*Your instructions:* Count every line in the entries that holds the word "AtomicBool". The reply is that count alone.

[Information Boundary: Start]

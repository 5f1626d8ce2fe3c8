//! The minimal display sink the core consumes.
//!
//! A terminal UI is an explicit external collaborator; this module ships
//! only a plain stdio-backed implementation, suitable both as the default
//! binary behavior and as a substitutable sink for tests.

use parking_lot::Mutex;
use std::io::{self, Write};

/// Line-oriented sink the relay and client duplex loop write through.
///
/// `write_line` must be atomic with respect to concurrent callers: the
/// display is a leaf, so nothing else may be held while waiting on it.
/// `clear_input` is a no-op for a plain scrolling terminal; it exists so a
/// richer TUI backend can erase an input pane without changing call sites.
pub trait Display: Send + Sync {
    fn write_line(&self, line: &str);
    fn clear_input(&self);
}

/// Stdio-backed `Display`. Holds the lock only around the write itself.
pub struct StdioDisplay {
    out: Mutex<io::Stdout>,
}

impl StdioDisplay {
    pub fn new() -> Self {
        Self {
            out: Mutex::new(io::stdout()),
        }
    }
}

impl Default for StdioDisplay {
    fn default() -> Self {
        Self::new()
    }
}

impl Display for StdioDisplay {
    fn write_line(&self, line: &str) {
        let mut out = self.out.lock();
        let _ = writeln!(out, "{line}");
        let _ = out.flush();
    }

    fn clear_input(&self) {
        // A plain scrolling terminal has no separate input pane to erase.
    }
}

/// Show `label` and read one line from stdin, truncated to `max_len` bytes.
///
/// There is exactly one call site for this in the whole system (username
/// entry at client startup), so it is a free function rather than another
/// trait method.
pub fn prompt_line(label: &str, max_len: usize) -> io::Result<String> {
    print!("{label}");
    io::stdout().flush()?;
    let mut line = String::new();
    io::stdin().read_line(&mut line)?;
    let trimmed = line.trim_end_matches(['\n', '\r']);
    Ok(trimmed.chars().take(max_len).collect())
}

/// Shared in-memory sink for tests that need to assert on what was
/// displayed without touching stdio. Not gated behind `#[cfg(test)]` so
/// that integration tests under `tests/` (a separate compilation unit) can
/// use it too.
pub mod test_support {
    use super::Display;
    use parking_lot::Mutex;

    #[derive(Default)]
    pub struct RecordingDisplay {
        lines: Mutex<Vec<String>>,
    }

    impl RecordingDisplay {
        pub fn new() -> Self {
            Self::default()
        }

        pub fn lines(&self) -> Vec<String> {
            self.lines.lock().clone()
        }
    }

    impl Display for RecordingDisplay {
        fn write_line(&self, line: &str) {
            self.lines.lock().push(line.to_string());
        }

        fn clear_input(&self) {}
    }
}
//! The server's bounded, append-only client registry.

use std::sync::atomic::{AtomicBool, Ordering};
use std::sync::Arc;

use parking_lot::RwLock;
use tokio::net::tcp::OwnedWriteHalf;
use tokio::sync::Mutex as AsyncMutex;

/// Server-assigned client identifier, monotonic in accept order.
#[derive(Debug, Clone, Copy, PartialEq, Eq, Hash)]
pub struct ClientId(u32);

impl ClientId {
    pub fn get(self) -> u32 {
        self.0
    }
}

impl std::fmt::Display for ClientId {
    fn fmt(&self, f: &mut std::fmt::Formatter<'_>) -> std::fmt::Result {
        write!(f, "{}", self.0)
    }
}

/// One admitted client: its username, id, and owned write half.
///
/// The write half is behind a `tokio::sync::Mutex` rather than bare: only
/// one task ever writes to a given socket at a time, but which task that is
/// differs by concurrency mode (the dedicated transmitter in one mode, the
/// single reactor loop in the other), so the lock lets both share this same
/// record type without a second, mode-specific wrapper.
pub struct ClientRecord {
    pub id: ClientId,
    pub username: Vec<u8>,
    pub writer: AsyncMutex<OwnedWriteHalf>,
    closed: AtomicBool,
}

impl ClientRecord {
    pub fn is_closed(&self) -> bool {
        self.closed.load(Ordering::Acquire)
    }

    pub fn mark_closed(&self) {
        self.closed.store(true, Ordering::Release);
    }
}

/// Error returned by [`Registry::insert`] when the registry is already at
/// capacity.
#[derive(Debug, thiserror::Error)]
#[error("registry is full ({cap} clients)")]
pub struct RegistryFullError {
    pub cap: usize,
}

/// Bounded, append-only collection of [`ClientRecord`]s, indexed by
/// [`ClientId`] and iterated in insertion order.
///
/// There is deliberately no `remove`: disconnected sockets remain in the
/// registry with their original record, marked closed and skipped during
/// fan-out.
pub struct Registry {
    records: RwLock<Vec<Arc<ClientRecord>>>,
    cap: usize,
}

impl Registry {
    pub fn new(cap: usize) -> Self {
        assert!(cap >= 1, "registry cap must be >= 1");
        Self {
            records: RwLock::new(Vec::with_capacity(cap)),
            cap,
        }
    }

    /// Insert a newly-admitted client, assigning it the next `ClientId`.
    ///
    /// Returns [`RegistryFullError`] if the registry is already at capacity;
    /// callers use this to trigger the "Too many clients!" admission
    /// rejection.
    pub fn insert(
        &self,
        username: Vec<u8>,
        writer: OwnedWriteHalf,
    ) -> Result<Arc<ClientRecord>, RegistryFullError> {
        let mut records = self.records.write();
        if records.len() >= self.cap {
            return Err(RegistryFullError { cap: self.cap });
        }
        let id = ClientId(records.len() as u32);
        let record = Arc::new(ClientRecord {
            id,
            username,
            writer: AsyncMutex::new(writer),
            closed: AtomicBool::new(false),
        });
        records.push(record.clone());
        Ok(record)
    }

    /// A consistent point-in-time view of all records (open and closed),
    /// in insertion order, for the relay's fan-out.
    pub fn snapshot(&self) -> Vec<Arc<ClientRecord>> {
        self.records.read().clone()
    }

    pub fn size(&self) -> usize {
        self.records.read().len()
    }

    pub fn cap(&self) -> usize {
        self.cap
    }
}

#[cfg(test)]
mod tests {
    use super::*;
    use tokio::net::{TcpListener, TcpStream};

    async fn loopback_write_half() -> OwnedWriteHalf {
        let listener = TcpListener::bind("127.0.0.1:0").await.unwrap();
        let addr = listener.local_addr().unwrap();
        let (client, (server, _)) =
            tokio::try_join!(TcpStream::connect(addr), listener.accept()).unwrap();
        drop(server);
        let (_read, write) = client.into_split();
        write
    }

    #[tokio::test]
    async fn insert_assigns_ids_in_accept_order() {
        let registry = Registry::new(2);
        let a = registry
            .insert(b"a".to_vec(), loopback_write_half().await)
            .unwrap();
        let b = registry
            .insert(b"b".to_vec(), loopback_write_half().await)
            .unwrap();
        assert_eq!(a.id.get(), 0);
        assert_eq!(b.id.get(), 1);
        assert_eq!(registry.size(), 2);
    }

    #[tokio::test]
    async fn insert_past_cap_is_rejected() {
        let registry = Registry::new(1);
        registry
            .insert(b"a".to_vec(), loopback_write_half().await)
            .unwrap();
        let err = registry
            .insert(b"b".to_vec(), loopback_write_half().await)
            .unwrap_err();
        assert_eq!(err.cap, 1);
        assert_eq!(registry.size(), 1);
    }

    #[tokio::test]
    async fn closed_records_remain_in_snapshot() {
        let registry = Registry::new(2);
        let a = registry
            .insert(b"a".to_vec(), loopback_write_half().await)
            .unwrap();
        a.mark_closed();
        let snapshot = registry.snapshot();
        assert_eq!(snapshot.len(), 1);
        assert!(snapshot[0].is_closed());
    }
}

[Information Boundary: End]
[Information Boundary: Start]

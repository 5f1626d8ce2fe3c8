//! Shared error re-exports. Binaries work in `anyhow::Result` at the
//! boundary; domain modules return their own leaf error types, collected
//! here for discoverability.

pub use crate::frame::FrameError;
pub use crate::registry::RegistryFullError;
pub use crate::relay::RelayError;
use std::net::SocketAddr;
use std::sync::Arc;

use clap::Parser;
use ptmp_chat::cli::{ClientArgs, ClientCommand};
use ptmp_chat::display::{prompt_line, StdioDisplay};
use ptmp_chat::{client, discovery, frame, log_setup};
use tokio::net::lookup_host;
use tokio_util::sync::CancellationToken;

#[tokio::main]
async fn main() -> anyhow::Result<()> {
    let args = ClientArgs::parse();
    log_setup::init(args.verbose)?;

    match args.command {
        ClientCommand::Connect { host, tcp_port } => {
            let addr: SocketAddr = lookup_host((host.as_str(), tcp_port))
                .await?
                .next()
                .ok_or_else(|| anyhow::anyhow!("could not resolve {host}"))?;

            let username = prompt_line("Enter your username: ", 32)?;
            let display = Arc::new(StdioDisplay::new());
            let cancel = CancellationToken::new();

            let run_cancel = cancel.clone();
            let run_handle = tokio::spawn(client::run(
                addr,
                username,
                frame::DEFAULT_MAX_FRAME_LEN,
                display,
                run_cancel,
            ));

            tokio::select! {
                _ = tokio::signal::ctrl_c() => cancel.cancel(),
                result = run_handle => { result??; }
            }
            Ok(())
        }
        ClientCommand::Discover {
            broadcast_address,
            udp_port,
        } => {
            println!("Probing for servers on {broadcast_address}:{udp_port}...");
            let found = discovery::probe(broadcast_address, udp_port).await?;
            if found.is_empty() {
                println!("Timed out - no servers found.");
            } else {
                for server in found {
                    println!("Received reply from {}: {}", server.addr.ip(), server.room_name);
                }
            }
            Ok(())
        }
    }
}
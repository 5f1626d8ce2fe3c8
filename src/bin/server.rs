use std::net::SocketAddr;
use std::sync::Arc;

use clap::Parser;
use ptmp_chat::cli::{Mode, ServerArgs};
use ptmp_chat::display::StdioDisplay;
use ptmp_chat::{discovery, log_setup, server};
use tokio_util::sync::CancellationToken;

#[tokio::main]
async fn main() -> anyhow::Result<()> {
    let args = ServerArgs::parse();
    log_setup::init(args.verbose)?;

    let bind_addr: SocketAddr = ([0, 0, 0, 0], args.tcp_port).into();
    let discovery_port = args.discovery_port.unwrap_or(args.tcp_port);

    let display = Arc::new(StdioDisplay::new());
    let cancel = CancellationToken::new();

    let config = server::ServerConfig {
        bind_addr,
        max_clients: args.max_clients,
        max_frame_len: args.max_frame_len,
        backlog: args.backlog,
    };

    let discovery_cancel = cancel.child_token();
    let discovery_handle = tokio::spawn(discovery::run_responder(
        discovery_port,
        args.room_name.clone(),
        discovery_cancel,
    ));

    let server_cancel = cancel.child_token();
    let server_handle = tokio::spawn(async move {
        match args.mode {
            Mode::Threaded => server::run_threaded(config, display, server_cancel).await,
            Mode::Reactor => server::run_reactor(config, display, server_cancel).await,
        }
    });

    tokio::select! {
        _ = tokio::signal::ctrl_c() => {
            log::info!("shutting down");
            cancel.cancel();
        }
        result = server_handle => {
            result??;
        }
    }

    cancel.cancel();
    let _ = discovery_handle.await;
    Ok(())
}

[Information Boundary: End]

*Response:* 3